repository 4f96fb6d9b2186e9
//! TOML config file loading and creation.

mod loader;
mod paths;
mod template;


pub use loader::{load_default, load_from_path};
pub use paths::{create_default_config, default_config_path};
//! Line-oriented console that drives a session from stdin.

use ridelink_driver::SessionHandle;
use tokio::io::{AsyncBufReadExt, BufReader};
use tracing::{info, warn};

#[derive(Debug, Clone, Copy, PartialEq, Eq)]
pub enum ConsoleCommand {
    Toggle,
    Start,
    Stop,
    Destroy,
    Dismiss,
    Status,
    Help,
    Quit,
}

impl ConsoleCommand {
    pub fn parse(line: &str) -> Option<Self> {
        let command = match line.trim().to_ascii_lowercase().as_str() {
            "toggle" | "t" => Self::Toggle,
            "start" => Self::Start,
            "stop" => Self::Stop,
            "destroy" => Self::Destroy,
            "dismiss" => Self::Dismiss,
            "status" | "s" => Self::Status,
            "help" | "?" => Self::Help,
            "quit" | "exit" | "q" => Self::Quit,
            _ => return None,
        };
        Some(command)
    }
}

const HELP: &str = "commands: toggle, start, stop, destroy, dismiss, status, quit";

/// Read commands until `quit` or end of input.
pub async fn run(handle: &SessionHandle) {
    let mut lines = BufReader::new(tokio::io::stdin()).lines();
    println!("{HELP}");

    loop {
        let line = match lines.next_line().await {
            Ok(Some(line)) => line,
            Ok(None) => break,
            Err(e) => {
                warn!(error = %e, "failed to read stdin");
                break;
            }
        };
        if line.trim().is_empty() {
            continue;
        }

        let Some(command) = ConsoleCommand::parse(&line) else {
            println!("unknown command: {}. {HELP}", line.trim());
            continue;
        };

        let result = match command {
            ConsoleCommand::Toggle => handle.toggle().await,
            ConsoleCommand::Start => handle.start().await,
            ConsoleCommand::Stop => handle.stop().await,
            ConsoleCommand::Destroy => handle.destroy().await,
            ConsoleCommand::Dismiss => handle.dismiss_permission_notice().await,
            ConsoleCommand::Status => match handle.snapshot().await {
                Ok(view) => {
                    match serde_json::to_string_pretty(&view) {
                        Ok(json) => println!("{json}"),
                        Err(e) => warn!(error = %e, "failed to render status"),
                    }
                    Ok(())
                }
                Err(e) => Err(e),
            },
            ConsoleCommand::Help => {
                println!("{HELP}");
                Ok(())
            }
            ConsoleCommand::Quit => break,
        };

        if let Err(e) = result {
            warn!(error = %e, "session unavailable");
            break;
        }
    }
    info!("console closed");
}
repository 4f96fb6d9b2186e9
//! Headless surface that logs every operation.

use std::collections::HashMap;
use std::sync::{Arc, Mutex, MutexGuard};

use ridelink_common::{GeoPoint, MapError};
use tracing::{debug, info};

use crate::surface::{MapSurface, MarkerHandle, PuckSettings};

/// What a [`TracingSurface`] has been asked to do so far.
#[derive(Debug, Clone, Default)]
pub struct SurfaceStats {
    pub markers_created: usize,
    pub markers_removed: usize,
    pub camera_moves: usize,
    pub camera: Option<(GeoPoint, f64)>,
    pub live_markers: HashMap<MarkerHandle, GeoPoint>,
    pub icons: Vec<String>,
    pub puck: Option<PuckSettings>,
    pub releases: usize,
}

impl SurfaceStats {
    /// The single live marker's position, if exactly one exists.
    pub fn only_marker(&self) -> Option<GeoPoint> {
        match self.live_markers.len() {
            1 => self.live_markers.values().next().copied(),
            _ => None,
        }
    }
}

#[derive(Default)]
struct SurfaceInner {
    stats: SurfaceStats,
    next_handle: u64,
    released: bool,
    fail_next_add: bool,
    fail_next_remove: bool,
    fail_next_camera: bool,
}

/// A [`MapSurface`] without rendering. Operations are logged and counted.
///
/// Clones share state, so a clone kept aside observes the surface after
/// it has been handed to a marker.
#[derive(Clone, Default)]
pub struct TracingSurface {
    inner: Arc<Mutex<SurfaceInner>>,
}

impl TracingSurface {
    pub fn new() -> Self {
        Self::default()
    }

    fn lock(&self) -> MutexGuard<'_, SurfaceInner> {
        self.inner.lock().unwrap_or_else(|p| p.into_inner())
    }

    pub fn stats(&self) -> SurfaceStats {
        self.lock().stats.clone()
    }

    pub fn is_released(&self) -> bool {
        self.lock().released
    }

    /// Make the next `add_marker` fail.
    pub fn fail_next_add(&self) {
        self.lock().fail_next_add = true;
    }

    /// Make the next `remove_marker` fail and leave the marker in place.
    pub fn fail_next_remove(&self) {
        self.lock().fail_next_remove = true;
    }

    /// Make the next `set_camera` fail.
    pub fn fail_next_camera(&self) {
        self.lock().fail_next_camera = true;
    }
}

fn ensure_live(inner: &SurfaceInner) -> Result<(), MapError> {
    if inner.released {
        Err(MapError::Released)
    } else {
        Ok(())
    }
}

impl MapSurface for TracingSurface {
    fn set_camera(&mut self, center: GeoPoint, zoom: f64) -> Result<(), MapError> {
        let mut inner = self.lock();
        ensure_live(&inner)?;
        if std::mem::take(&mut inner.fail_next_camera) {
            return Err(MapError::CameraFailed("injected failure".into()));
        }
        debug!(center = %center, zoom, "camera");
        inner.stats.camera_moves += 1;
        inner.stats.camera = Some((center, zoom));
        Ok(())
    }

    fn register_icon(&mut self, icon: &str) -> Result<(), MapError> {
        let mut inner = self.lock();
        ensure_live(&inner)?;
        info!(icon, "icon registered");
        inner.stats.icons.push(icon.to_string());
        Ok(())
    }

    fn configure_puck(&mut self, settings: PuckSettings) -> Result<(), MapError> {
        let mut inner = self.lock();
        ensure_live(&inner)?;
        info!(enabled = settings.enabled, pulsing = settings.pulsing, "location puck configured");
        inner.stats.puck = Some(settings);
        Ok(())
    }

    fn add_marker(&mut self, at: GeoPoint, icon: &str) -> Result<MarkerHandle, MapError> {
        let mut inner = self.lock();
        ensure_live(&inner)?;
        if std::mem::take(&mut inner.fail_next_add) {
            return Err(MapError::MarkerFailed("injected failure".into()));
        }
        if !inner.stats.icons.iter().any(|i| i == icon) {
            return Err(MapError::MarkerFailed(format!("icon not registered: {icon}")));
        }
        inner.next_handle += 1;
        let handle = MarkerHandle::new(inner.next_handle);
        inner.stats.markers_created += 1;
        inner.stats.live_markers.insert(handle, at);
        info!(marker = handle.raw(), position = %at, "marker placed");
        Ok(handle)
    }

    fn remove_marker(&mut self, handle: MarkerHandle) -> Result<(), MapError> {
        let mut inner = self.lock();
        ensure_live(&inner)?;
        if std::mem::take(&mut inner.fail_next_remove) {
            return Err(MapError::MarkerFailed("injected failure".into()));
        }
        if inner.stats.live_markers.remove(&handle).is_none() {
            return Err(MapError::MarkerFailed(format!("unknown marker {}", handle.raw())));
        }
        inner.stats.markers_removed += 1;
        debug!(marker = handle.raw(), "marker removed");
        Ok(())
    }

    fn release(&mut self) {
        let mut inner = self.lock();
        inner.stats.releases += 1;
        if !inner.released {
            inner.released = true;
            inner.stats.live_markers.clear();
            info!("map surface released");
        }
    }
}
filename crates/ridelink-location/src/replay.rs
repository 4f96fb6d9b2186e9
//! Provider that replays a recorded track.

use std::path::Path;
use std::sync::Arc;
use std::time::Duration;

use async_trait::async_trait;
use futures_util::stream;
use ridelink_common::{GeoPoint, LocationError, Position, RideLinkError};
use tokio::time::MissedTickBehavior;
use tracing::info;

use crate::provider::{LocationProvider, PositionStream};

/// Load a track: a JSON array of `{"latitude": .., "longitude": ..}`.
pub fn load_track(path: &Path) -> Result<Vec<GeoPoint>, RideLinkError> {
    let content = std::fs::read_to_string(path)?;
    let track: Vec<GeoPoint> = serde_json::from_str(&content)
        .map_err(|e| RideLinkError::Other(format!("invalid track {}: {e}", path.display())))?;

    if let Some(index) = track.iter().position(|p| !p.is_valid()) {
        return Err(RideLinkError::Other(format!(
            "invalid track {}: point {index} is out of range",
            path.display()
        )));
    }

    info!(path = %path.display(), points = track.len(), "loaded replay track");
    Ok(track)
}

/// Replays a fixed track at a fixed interval, looping forever.
///
/// Permission is always granted. Each stream starts at the first point.
#[derive(Debug, Clone)]
pub struct ReplayProvider {
    track: Arc<[GeoPoint]>,
    interval: Duration,
}

impl ReplayProvider {
    pub fn new(track: Vec<GeoPoint>, interval: Duration) -> Self {
        Self {
            track: track.into(),
            interval,
        }
    }

    pub fn from_file(path: &Path, interval: Duration) -> Result<Self, RideLinkError> {
        Ok(Self::new(load_track(path)?, interval))
    }

    pub fn len(&self) -> usize {
        self.track.len()
    }

    pub fn is_empty(&self) -> bool {
        self.track.is_empty()
    }
}

#[async_trait]
impl LocationProvider for ReplayProvider {
    async fn request_permission(&self) -> bool {
        true
    }

    fn positions(&self) -> PositionStream {
        if self.track.is_empty() {
            return Box::pin(stream::iter([Err(LocationError::ProviderUnavailable(
                "empty track".into(),
            ))]));
        }

        let track = Arc::clone(&self.track);
        let period = self.interval.max(Duration::from_millis(1));
        Box::pin(stream::unfold(
            (track, 0usize, None),
            move |(track, index, ticker)| async move {
                let mut ticker = ticker.unwrap_or_else(|| {
                    let mut ticker = tokio::time::interval(period);
                    ticker.set_missed_tick_behavior(MissedTickBehavior::Delay);
                    ticker
                });
                ticker.tick().await;
                let point = track[index];
                let next = (index + 1) % track.len();
                Some((
                    Ok(Position::now(point.latitude, point.longitude)),
                    (track, next, Some(ticker)),
                ))
            },
        ))
    }
}
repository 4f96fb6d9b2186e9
//! Default TOML config template with inline documentation comments.

/// Generate the default TOML config content with comments.
pub(crate) fn default_config_toml() -> String {
    r##"# RideLink driver configuration
# Schema version 1
# Only override what you want to change -- missing fields use defaults.

[presence]
# enabled = true
# server_url = ""                    # wss:// realtime endpoint; empty = offline
# path = "driver_status/connected"
# probe_path = "test_message"        # empty disables the connectivity probe
# heartbeat_interval = 25            # 5-300 seconds
# reconnect_delay = 1                # 1-60 seconds
# max_reconnect_delay = 30           # 1-600 seconds
# write_timeout = 10                 # 1-120 seconds

[location]
# channel_capacity = 64              # 1-4096
# replay_interval_ms = 1000          # 10-60000

[map]
# zoom = 15.0                        # 0.0-22.0
# marker_icon = "user-location-marker"
# puck_enabled = true
# puck_pulsing = true

[logging]
# level = "INFO"                     # DEBUG, INFO, WARNING, ERROR
"##
    .to_string()
}
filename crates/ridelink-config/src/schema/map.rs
use serde::{Deserialize, Serialize};

/// Map surface configuration.
#[derive(Debug, Clone, Serialize, Deserialize)]
#[serde(default)]
pub struct MapConfig {
    /// Fixed camera zoom applied on every recenter (valid range: 0.0-22.0).
    pub zoom: f64,
    /// Style image id used for the driver marker.
    pub marker_icon: String,
    /// Show the built-in location puck.
    pub puck_enabled: bool,
    /// Pulse animation on the location puck.
    pub puck_pulsing: bool,
}

impl Default for MapConfig {
    fn default() -> Self {
        Self {
            zoom: 15.0,
            marker_icon: "user-location-marker".into(),
            puck_enabled: true,
            puck_pulsing: true,
        }
    }
}
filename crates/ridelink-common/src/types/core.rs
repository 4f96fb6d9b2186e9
use serde::{Deserialize, Serialize};
use std::fmt;

/// Visibility lifecycle of the map surface.
#[derive(Debug, Clone, Copy, PartialEq, Eq, Serialize, Deserialize)]
#[serde(rename_all = "lowercase")]
pub enum SurfaceLifecycleState {
    Created,
    Started,
    Stopped,
    Destroyed,
}

impl fmt::Display for SurfaceLifecycleState {
    fn fmt(&self, f: &mut fmt::Formatter<'_>) -> fmt::Result {
        let name = match self {
            Self::Created => "created",
            Self::Started => "started",
            Self::Stopped => "stopped",
            Self::Destroyed => "destroyed",
        };
        f.write_str(name)
    }
}

/// Where the current presence value came from.
#[derive(Debug, Clone, Copy, PartialEq, Eq, Serialize, Deserialize)]
#[serde(rename_all = "lowercase")]
pub enum PresenceOrigin {
    Local,
    Remote,
}
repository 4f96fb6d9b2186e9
//! Presence channel validation.

use crate::schema::RideLinkConfig;

use super::helpers::{validate_non_empty, validate_range};

pub(crate) fn validate_presence(errors: &mut Vec<String>, config: &RideLinkConfig) {
    let presence = &config.presence;

    validate_non_empty(errors, "presence.path", &presence.path);
    validate_range(
        errors,
        "presence.heartbeat_interval",
        presence.heartbeat_interval,
        5,
        300,
    );
    validate_range(
        errors,
        "presence.reconnect_delay",
        presence.reconnect_delay,
        1,
        60,
    );
    validate_range(
        errors,
        "presence.max_reconnect_delay",
        presence.max_reconnect_delay,
        1,
        600,
    );
    validate_range(errors, "presence.write_timeout", presence.write_timeout, 1, 120);

    if presence.max_reconnect_delay < presence.reconnect_delay {
        errors.push(format!(
            "presence.max_reconnect_delay = {} is below presence.reconnect_delay = {}",
            presence.max_reconnect_delay, presence.reconnect_delay
        ));
    }

    let url = presence.server_url.trim();
    if !url.is_empty() && !(url.starts_with("ws://") || url.starts_with("wss://")) {
        errors.push(format!(
            "presence.server_url = {url} must use ws:// or wss://"
        ));
    }
}
//! Remote presence channel configuration.

use serde::{Deserialize, Serialize};

/// Presence channel configuration.
#[derive(Debug, Clone, Serialize, Deserialize)]
#[serde(default)]
pub struct PresenceConfig {
    pub enabled: bool,
    /// WebSocket URL of the realtime backend. Empty means offline.
    pub server_url: String,
    /// Path of the boolean field shared with the backend.
    pub path: String,
    /// Path written once per session to check connectivity. Empty disables the probe.
    pub probe_path: String,
    /// Heartbeat interval in seconds (valid range: 5-300).
    pub heartbeat_interval: u32,
    /// Reconnect base delay in seconds (valid range: 1-60).
    pub reconnect_delay: u32,
    /// Maximum reconnect delay in seconds (valid range: 1-600).
    pub max_reconnect_delay: u32,
    /// Seconds to wait for a write acknowledgment (valid range: 1-120).
    pub write_timeout: u32,
}

impl Default for PresenceConfig {
    fn default() -> Self {
        Self {
            enabled: true,
            server_url: String::new(),
            path: "driver_status/connected".into(),
            probe_path: "test_message".into(),
            heartbeat_interval: 25,
            reconnect_delay: 1,
            max_reconnect_delay: 30,
            write_timeout: 10,
        }
    }
}
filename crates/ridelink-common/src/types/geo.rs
use serde::{Deserialize, Serialize};
use std::fmt;
use std::time::Instant;

/// A WGS84 coordinate pair.
#[derive(Debug, Clone, Copy, PartialEq, Serialize, Deserialize)]
pub struct GeoPoint {
    pub latitude: f64,
    pub longitude: f64,
}

impl GeoPoint {
    pub fn new(latitude: f64, longitude: f64) -> Self {
        Self {
            latitude,
            longitude,
        }
    }

    /// Returns `true` if both coordinates are finite and inside WGS84 bounds.
    pub fn is_valid(&self) -> bool {
        self.latitude.is_finite()
            && self.longitude.is_finite()
            && (-90.0..=90.0).contains(&self.latitude)
            && (-180.0..=180.0).contains(&self.longitude)
    }
}

impl fmt::Display for GeoPoint {
    fn fmt(&self, f: &mut fmt::Formatter<'_>) -> fmt::Result {
        write!(f, "{:.6},{:.6}", self.latitude, self.longitude)
    }
}

/// A single position sample. A new sample replaces the previous one.
#[derive(Debug, Clone, Copy, PartialEq)]
pub struct Position {
    pub point: GeoPoint,
    pub timestamp: Instant,
}

impl Position {
    pub fn new(latitude: f64, longitude: f64, timestamp: Instant) -> Self {
        Self {
            point: GeoPoint::new(latitude, longitude),
            timestamp,
        }
    }

    /// Sample taken now.
    pub fn now(latitude: f64, longitude: f64) -> Self {
        Self::new(latitude, longitude, Instant::now())
    }

    pub fn latitude(&self) -> f64 {
        self.point.latitude
    }

    pub fn longitude(&self) -> f64 {
        self.point.longitude
    }
}
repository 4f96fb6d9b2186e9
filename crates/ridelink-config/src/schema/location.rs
use serde::{Deserialize, Serialize};

/// Location delivery configuration.
#[derive(Debug, Clone, Serialize, Deserialize)]
#[serde(default)]
pub struct LocationConfig {
    /// Buffered samples between the provider task and the session (valid range: 1-4096).
    pub channel_capacity: u32,
    /// Interval between replayed track points in milliseconds (valid range: 10-60000).
    pub replay_interval_ms: u32,
}

impl Default for LocationConfig {
    fn default() -> Self {
        Self {
            channel_capacity: 64,
            replay_interval_ms: 1000,
        }
    }
}
//! Provider fed by a platform bridge.

use std::sync::{Arc, Mutex, MutexGuard};

use async_trait::async_trait;
use futures_util::stream;
use ridelink_common::{LocationError, Position};
use tokio::sync::{mpsc, watch};
use tracing::debug;

use crate::provider::{LocationProvider, PositionStream};

type Fix = Result<Position, LocationError>;

/// Location provider that the platform pushes permission answers and
/// fixes into.
///
/// Each stream only sees fixes pushed after it subscribed, and buffers
/// them until read. A slow reader never loses a fix.
#[derive(Clone)]
pub struct PushProvider {
    streams: Arc<Mutex<Vec<mpsc::UnboundedSender<Fix>>>>,
    permission: Arc<watch::Sender<Option<bool>>>,
}

impl Default for PushProvider {
    fn default() -> Self {
        Self::new()
    }
}

impl PushProvider {
    pub fn new() -> Self {
        let (permission, _) = watch::channel(None);
        Self {
            streams: Arc::default(),
            permission: Arc::new(permission),
        }
    }

    fn lock(&self) -> MutexGuard<'_, Vec<mpsc::UnboundedSender<Fix>>> {
        self.streams.lock().unwrap_or_else(|p| p.into_inner())
    }

    /// Answer pending and future permission requests.
    pub fn set_permission(&self, granted: bool) {
        self.permission.send_replace(Some(granted));
    }

    /// Forget the last answer; the next request waits for a new one.
    pub fn reset_permission(&self) {
        self.permission.send_replace(None);
    }

    /// Push a fix. Returns the number of streams that received it.
    pub fn push(&self, position: Position) -> usize {
        let mut streams = self.lock();
        streams.retain(|tx| tx.send(Ok(position)).is_ok());
        streams.len()
    }

    /// Terminate every open stream with `error`.
    pub fn fail(&self, error: LocationError) -> usize {
        let streams = std::mem::take(&mut *self.lock());
        streams
            .into_iter()
            .filter(|tx| tx.send(Err(error.clone())).is_ok())
            .count()
    }

    pub fn subscriber_count(&self) -> usize {
        let mut streams = self.lock();
        streams.retain(|tx| !tx.is_closed());
        streams.len()
    }
}

#[async_trait]
impl LocationProvider for PushProvider {
    async fn request_permission(&self) -> bool {
        let mut rx = self.permission.subscribe();
        let granted = match rx.wait_for(Option::is_some).await {
            Ok(answer) => answer.unwrap_or(false),
            Err(_) => false,
        };
        granted
    }

    fn positions(&self) -> PositionStream {
        let (tx, rx) = mpsc::unbounded_channel();
        self.lock().push(tx);
        Box::pin(stream::unfold(Some(rx), |state| async move {
            let mut rx = state?;
            match rx.recv().await {
                Some(Ok(position)) => Some((Ok(position), Some(rx))),
                Some(Err(error)) => Some((Err(error), None)),
                None => {
                    debug!("position bridge closed");
                    None
                }
            }
        }))
    }
}
//! Full configuration validation.
//!
//! Each section has its own submodule; this orchestrator calls them all
//! and collects errors into a single `ConfigError`.

mod helpers;
mod map;
mod presence;

#[cfg(test)]
mod tests;

use crate::schema::RideLinkConfig;
use ridelink_common::ConfigError;

/// Run all validations on a config, collecting all errors.
pub fn validate(config: &RideLinkConfig) -> Result<(), ConfigError> {
    let mut errors: Vec<String> = Vec::new();

    presence::validate_presence(&mut errors, config);
    map::validate_map(&mut errors, config);
    map::validate_location(&mut errors, config);

    if errors.is_empty() {
        Ok(())
    } else {
        Err(ConfigError::ValidationError(errors.join("; ")))
    }
}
# # # # #
* Work request
From the entries, copy out each line containing the word "after".

* Written answer
/// Clones share state, so a clone kept aside observes the surface after
/// Each stream only sees fixes pushed after it subscribed, and buffers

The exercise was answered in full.